Thus, for \(s \gt k \gt 0\text{,}\)

\begin{equation*} {\mathcal L} ( \sinh at) = \frac{k}{s^2 - k^2}. \end{equation*}

The Laplace transform of discontinuous functions also exist, provided the disconinuities are not too bad. We say that a function \(f\) is piecewise continuous on an interval \([a, b]\) if \(f\) satisfies the following conditions.

There are a finite number of discontinuities of \(f\) on \([a, b]\text{.}\)
If \(c \in [a, b]\) is a discontinuity, then the one-sided limits

\begin{equation*} \lim_{t \to c^-} f(t) \qquad \mbox{and} \qquad \lim_{t \to c^+} f(t) \end{equation*}

both exist. We also assume that \(\lim_{t \to a^+} f(t)\) and \(\lim_{t \to b^-} f(t)\) exist.
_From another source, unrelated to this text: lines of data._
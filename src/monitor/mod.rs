//! Monitors and the [`Scope`] context that owns them.
//!
//! A `Scope` is built once from a validated [`ScopeConfig`] and handed to
//! whatever needs to instrument clients or storages. Dropping it (and the
//! clients it instrumented) releases all captured state.

pub mod api;
pub mod auth;
pub mod session;

use std::sync::Arc;

pub use api::{AnalysisReport, ApiMonitor, RequestAnalysis, Timing};
pub use auth::AuthMonitor;
pub use session::SessionMonitor;

use crate::Result;
use crate::config::ScopeConfig;
use crate::http::{IntoObserved, ObservedClient};
use crate::storage::{KeyValueStorage, ObservedStorage};

pub struct Scope {
    config: ScopeConfig,
    api: Arc<ApiMonitor>,
    auth: Arc<AuthMonitor>,
    sessions: Arc<SessionMonitor>,
}

impl Scope {
    pub fn new(config: ScopeConfig) -> Result<Self> {
        config.validate()?;
        tracing::debug!("Observing hosts containing {:?}", config.domain_filter);
        Ok(Self {
            api: Arc::new(ApiMonitor::new(&config)),
            auth: Arc::new(AuthMonitor::new(&config)),
            sessions: Arc::new(SessionMonitor::new(&config)),
            config,
        })
    }

    pub fn config(&self) -> &ScopeConfig {
        &self.config
    }

    pub fn api(&self) -> &Arc<ApiMonitor> {
        &self.api
    }

    pub fn auth(&self) -> &Arc<AuthMonitor> {
        &self.auth
    }

    pub fn sessions(&self) -> &Arc<SessionMonitor> {
        &self.sessions
    }

    /// Wrap `client` with all three monitors.
    ///
    /// Instrumenting an already instrumented client adds no second layer, so
    /// each call is still recorded once.
    pub fn instrument<T: IntoObserved>(&self, client: T) -> ObservedClient<T::Client> {
        client
            .into_observed(&self.config.domain_filter)
            .add_observer(self.api.clone())
            .add_observer(self.auth.clone())
            .add_observer(self.sessions.clone())
    }

    /// Wrap a storage so credential keys are reported
    pub fn instrument_storage<S: KeyValueStorage>(&self, storage: S, name: &str) -> ObservedStorage<S> {
        ObservedStorage::new(storage, name, self.auth.clone())
    }

    pub fn clear(&self) {
        self.api.clear();
        self.auth.clear();
        self.sessions.clear();
    }
}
We say that a function is function on an interval \([0, \infty)\text{,}\) if it is piecewise continuous on the interval \([0, b]\) for all \(b \gt 0\text{.}\) The types of discontinuities that we are describing are sometimes called jump discontinuities. If a function is piecewise continuous, then the continuities are not too bad.

Example 3.1.5.

One of the simplest piecewise continuous functions is

\begin{equation*} u(t) = \begin{cases} 0, & t \lt 0 \\ 1, & t \geq 0. \end{cases} \end{equation*}

The function \(u(t)\) has a jump discontinuity at \(t = 0\text{.}\) It follows very quickly that \({\mathcal L}(u(t)) = 1/s\) for \(s \gt 0\text{.}\)

If we define the unit step function at \(a\) to be

\begin{equation*} u_a(t) = u(t - a) = \begin{cases} 0, & t \lt a \\ 1, & t \geq a, \end{cases} \end{equation*}

then we have a jump discontinuity at \(t = a\) (Figure 3.1.6). If \(a \gt 0\text{,}\) then

\begin{equation*} {\mathcal L}(u_a(t)) = \int_0^\infty e^{-st} u_a(t) \, dt = \int_a^\infty e^{-st} \, dt = \lim_{b \to \infty} \left[ -\frac{e^{-st}}{s} \right]_a^b = \frac{e^{-sa}}{s}, \end{equation*}

where \(s \gt 0\) and \(a \gt 0\text{.}\) A function of the form \(u_a(t) = u(t - a)\) is called a step function or Heaviside function, named for the British engineer Oliver Heaviside.

described in detail following the image — Figure 3.1.6. Unit step function for \(a = 0\)

Example 3.1.7.

Given a function \(f(t)\text{,}\) consider the new function

\begin{equation*} g(t) = u_a(t) f( t - a). \end{equation*}

To obtain the function \(g\) from \(f\text{,}\) we shift the graph of the \(f\) to the right by \(a\) units and let \(g(t) = 0\) for \(0 \leq t \lt a\) (see Figure 3.1.8). Let us compute the Laplace transform of \(g\text{,}\)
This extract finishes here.